When it fails — when the orange man loses the presidency but wins the platform; when the yelling grows louder and the things that used to work, like your Xbox controller and left shoulder and the local public schools, suddenly don’t anymore; when all of your favorite sites shut down and The Economist prognosticates and the men in suits come and take your laptop and it dawns on you, finally, that it’s over — we will at least have had McDonald’s apple pies.
I am going to tell you something now, and if you disagree, it’s only because you’re wrong. Maybe you simply didn’t believe it could be true and never gave yourself the opportunity that you and it deserved, in which case you should run or drive or bikeshare or whatever it is you do over to the nearest McDonald’s — at the very farthest, you will run/drive/bikeshare for just barely 100 miles before the arches come into view, this being the absolute maximum distance separating you from a Mickey D’s in the continental U.S. of A. — and rectify that injustice. But anyway, here’s the truth: The McDonald’s apple pie is the finest food on earth.

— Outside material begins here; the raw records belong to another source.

//! 2D wall/free grid with 4-connected neighbourhood (N/S/W/E).

use crate::error::SpaceError;
use pathset_core::{Movement, Position};
use serde::{Deserialize, Serialize};
use smallvec::SmallVec;
use std::fmt;

/// Contents of a single grid cell.
#[derive(Clone, Copy, Debug, PartialEq, Eq, Hash, Default, Serialize, Deserialize)]
pub enum Cell {
    /// Traversable cell.
    #[default]
    Free,
    /// Obstacle.
    Wall,
}

impl Cell {
    /// Whether the cell blocks movement.
    pub fn is_wall(self) -> bool {
        self == Cell::Wall
    }

    fn to_char(self) -> char {
        match self {
            Cell::Free => '.',
            Cell::Wall => '#',
        }
    }
}

/// A two-dimensional grid of [`Cell`]s, stored row-major.
///
/// Each cell has position `(row, col)` where `0 <= row < rows` and
/// `0 <= col < cols`. Neighbours are the four cardinal directions in the
/// canonical movement order (north, south, west, east); cells on the
/// border simply have fewer neighbours.
///
/// Grids are immutable once built: generators assemble a cell buffer and
/// hand it to [`Grid::from_cells`] or [`Grid::from_fn`].
#[derive(Clone, Debug, PartialEq, Eq, Hash)]
pub struct Grid {
    rows: u32,
    cols: u32,
    cells: Vec<Cell>,
}

impl Grid {
    /// Maximum dimension size: positions use `i32`, so each axis must fit.
    pub const MAX_DIM: u32 = i32::MAX as u32;

    /// Create a grid of `rows * cols` free cells.
    ///
    /// Returns `Err(SpaceError::EmptyGrid)` if either dimension is 0, or
    /// `Err(SpaceError::DimensionTooLarge)` if either exceeds `i32::MAX`.
    ///
    /// # Examples
    ///
    /// ```
    /// use pathset_core::Position;
    /// use pathset_space::Grid;
    ///
    /// let grid = Grid::new(5, 5).unwrap();
    /// assert_eq!(grid.cell_count(), 25);
    ///
    /// // Corner cell (0, 0) has only 2 neighbours.
    /// assert_eq!(grid.neighbours(Position::new(0, 0)).len(), 2);
    /// ```
    pub fn new(rows: u32, cols: u32) -> Result<Self, SpaceError> {
        let n = Self::check_dims(rows, cols)?;
        Ok(Self {
            rows,
            cols,
            cells: vec![Cell::Free; n],
        })
    }

    /// Build a grid from a row-major cell buffer.
    pub fn from_cells(rows: u32, cols: u32, cells: Vec<Cell>) -> Result<Self, SpaceError> {
        let n = Self::check_dims(rows, cols)?;
        if cells.len() != n {
            return Err(SpaceError::CellCountMismatch {
                expected: n,
                actual: cells.len(),
            });
        }
        Ok(Self { rows, cols, cells })
    }

    /// Build a grid by evaluating `f` at every position in row-major order.
    pub fn from_fn(
        rows: u32,
        cols: u32,
        mut f: impl FnMut(Position) -> Cell,
    ) -> Result<Self, SpaceError> {
        let n = Self::check_dims(rows, cols)?;
        let mut cells = Vec::with_capacity(n);
        for r in 0..rows as i32 {
            for c in 0..cols as i32 {
                cells.push(f(Position::new(r, c)));
            }
        }
        Ok(Self { rows, cols, cells })
    }

    /// Parse an ASCII grid: `#` is a wall, `.` is free.
    ///
    /// Blank lines and surrounding whitespace are ignored; every remaining
    /// line must have the same width.
    ///
    /// ```
    /// use pathset_core::Position;
    /// use pathset_space::Grid;
    ///
    /// let grid = Grid::parse("
    ///     ..#
    ///     #..
    /// ").unwrap();
    /// assert_eq!((grid.rows(), grid.cols()), (2, 3));
    /// assert!(!grid.is_free(Position::new(0, 2)));
    /// ```
    pub fn parse(text: &str) -> Result<Self, SpaceError> {
        let mut cells = Vec::new();
        let mut rows = 0u32;
        let mut cols: Option<usize> = None;
        for (i, line) in text
            .lines()
            .map(str::trim)
            .filter(|l| !l.is_empty())
            .enumerate()
        {
            let line_no = i + 1;
            let width = line.chars().count();
            match cols {
                None => cols = Some(width),
                Some(w) if w != width => {
                    return Err(SpaceError::Parse {
                        line: line_no,
                        reason: format!("width {width} differs from first line width {w}"),
                    });
                }
                Some(_) => {}
            }
            for ch in line.chars() {
                let cell = match ch {
                    '.' => Cell::Free,
                    '#' => Cell::Wall,
                    other => {
                        return Err(SpaceError::Parse {
                            line: line_no,
                            reason: format!("unexpected character {other:?}"),
                        });
                    }
                };
                cells.push(cell);
            }
            rows += 1;
        }
        let cols = u32::try_from(cols.unwrap_or(0)).map_err(|_| SpaceError::DimensionTooLarge {
            name: "cols",
            value: u32::MAX,
            max: Self::MAX_DIM,
        })?;
        Self::from_cells(rows, cols, cells)
    }

    fn check_dims(rows: u32, cols: u32) -> Result<usize, SpaceError> {
        if rows == 0 || cols == 0 {
            return Err(SpaceError::EmptyGrid);
        }
        if rows > Self::MAX_DIM {
            return Err(SpaceError::DimensionTooLarge {
                name: "rows",
                value: rows,
                max: Self::MAX_DIM,
            });
        }
        if cols > Self::MAX_DIM {
            return Err(SpaceError::DimensionTooLarge {
                name: "cols",
                value: cols,
                max: Self::MAX_DIM,
            });
        }
        Ok((rows as usize) * (cols as usize))
    }

    /// Number of rows.
    pub fn rows(&self) -> u32 {
        self.rows
    }

    /// Number of columns.
    pub fn cols(&self) -> u32 {
        self.cols
    }

    /// `(rows, cols)`.
    pub fn shape(&self) -> (u32, u32) {
        (self.rows, self.cols)
    }

    /// Total number of cells.
    pub fn cell_count(&self) -> usize {
        self.cells.len()
    }

    /// Row-major cell buffer.
    pub fn cells(&self) -> &[Cell] {
        &self.cells
    }

    /// Whether `pos` lies inside the grid.
    pub fn in_bounds(&self, pos: Position) -> bool {
        pos.row >= 0 && pos.col >= 0 && (pos.row as u32) < self.rows && (pos.col as u32) < self.cols
    }

    /// Row-major index of `pos`, or `None` when out of bounds.
    pub fn rank(&self, pos: Position) -> Option<usize> {
        if !self.in_bounds(pos) {
            return None;
        }
        Some(pos.row as usize * self.cols as usize + pos.col as usize)
    }

    /// Position of a row-major index. `rank` must be `< cell_count()`.
    pub fn position_of(&self, rank: usize) -> Position {
        debug_assert!(rank < self.cells.len());
        let cols = self.cols as usize;
        Position::new((rank / cols) as i32, (rank % cols) as i32)
    }

    /// Cell at `pos`, or `None` when out of bounds.
    pub fn cell(&self, pos: Position) -> Option<Cell> {
        self.rank(pos).map(|i| self.cells[i])
    }

    /// Whether `pos` is in bounds and not a wall.
    pub fn is_free(&self, pos: Position) -> bool {
        self.cell(pos) == Some(Cell::Free)
    }

    /// Number of free cells.
    pub fn free_count(&self) -> usize {
        self.cells.iter().filter(|c| !c.is_wall()).count()
    }

    /// All positions in row-major order.
    pub fn positions(&self) -> impl Iterator<Item = Position> + '_ {
        (0..self.cells.len()).map(move |i| self.position_of(i))
    }

    /// Free positions in row-major order.
    pub fn free_positions(&self) -> impl Iterator<Item = Position> + '_ {
        self.cells
            .iter()
            .enumerate()
            .filter(|(_, c)| !c.is_wall())
            .map(move |(i, _)| self.position_of(i))
    }

    /// In-bounds 4-connected neighbours of `pos`, in N/S/W/E order.
    pub fn neighbours(&self, pos: Position) -> SmallVec<[Position; 4]> {
        Movement::CANONICAL
            .iter()
            .map(|m| m.apply(pos))
            .filter(|&p| self.in_bounds(p))
            .collect()
    }

    /// Neighbours of `pos` that are free, in N/S/W/E order.
    pub fn open_neighbours(&self, pos: Position) -> SmallVec<[Position; 4]> {
        Movement::CANONICAL
            .iter()
            .map(|m| m.apply(pos))
            .filter(|&p| self.is_free(p))
            .collect()
    }
}

impl fmt::Display for Grid {
    fn fmt(&self, f: &mut fmt::Formatter<'_>) -> fmt::Result {
        for row in self.cells.chunks(self.cols as usize) {
            let line: String = row.iter().map(|c| c.to_char()).collect();
            writeln!(f, "{line}")?;
        }
        Ok(())
    }
}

Are there healthier foods? Yes. Are there fresher foods? Yes. Are there cheaper foods? Barely, but yes. Are there more delicious foods? Yes, there are: Some foods, I confess, taste better than this food does. Are there foods less obviously tied into the neoliberal world-is-flat hellscape, in which lucky happenstance has placed you so snugly at the top that even as you reap the benefits you are aware, vaguely, that it is coming at the cost of your fellow man? Yes, yes, yes.
But is there any other food that so effectively combines all of these things: deliciousness, affordability, availability, reliability, and the last and clanging gusts of you deserve this? No. There isn’t. There is just one: the McDonald’s apple pie.
Let’s look at it. McDonald’s describes its pies as “delicious apples, lightly spiced with cinnamon, baked in a flaky pastry.” Your hackles are rising at these adjectives, these impossibilities, and — well, I’ll admit that “flaky pastry” might be an oversell; it’s more turnover-esque than anything. But it is good — great, even. “Gooey” is a gross word, so we won’t use it, but it’s whatever the less-gross version of that is. It is soft in the middle and crispy around the edges. It is not too sweet. It is flavorful, but not in a way that tires you out after just one (we’ll get there). It is neither — you don’t believe me, but this is true — dry nor mushy. It is, in essence, perfect.
It’s also not fucking around. It knows why you came to McDonald’s, just as you know why you came to McDonald’s. Fast-food ads generally fall into one of three categories: (1) Hey, look at this burger, it has more bacon on it than you will goddamn believe; (2) Your kids will shut up for a second if you bring them here, we swear; and (3) The consultant we hired told us you like salads, we’re spending a lot of money on this, look how crisp and green and nice it is, fast casual is ruining everything, I can’t afford my mortgage, please come back. I get the salad thing, I do: Sometimes we have to lie to protect the things we love. You and your pie can laugh together about it later.
Sorry, did I say pie? I meant pies. Because the McDonald’s apple pie allows you to be honest enough to admit that you don’t want just one. Sporadically, which is to say basically always, McDonald’s will run a promotion where for some incremental amount of money — when I was a kid, I remember the increase being one cent, from 99 cents to $1; the pair I just bought for “research” cost me 40 cents extra, from 89 cents to $1.29, I assume to punish the lawmakers I share the environs of Washington, D.C., with — you can get a second pie.
You will be asked if you want a second pie, in exchange for no more than lightening your wallet of a couple of coins. You will say yes: It’s just good economic policy. Is one pie for your friend? No, it is not. Is one for later? No; we all signed the same NDA not to talk about cold fast food.
You will be happy. And don’t we all deserve a little more of that?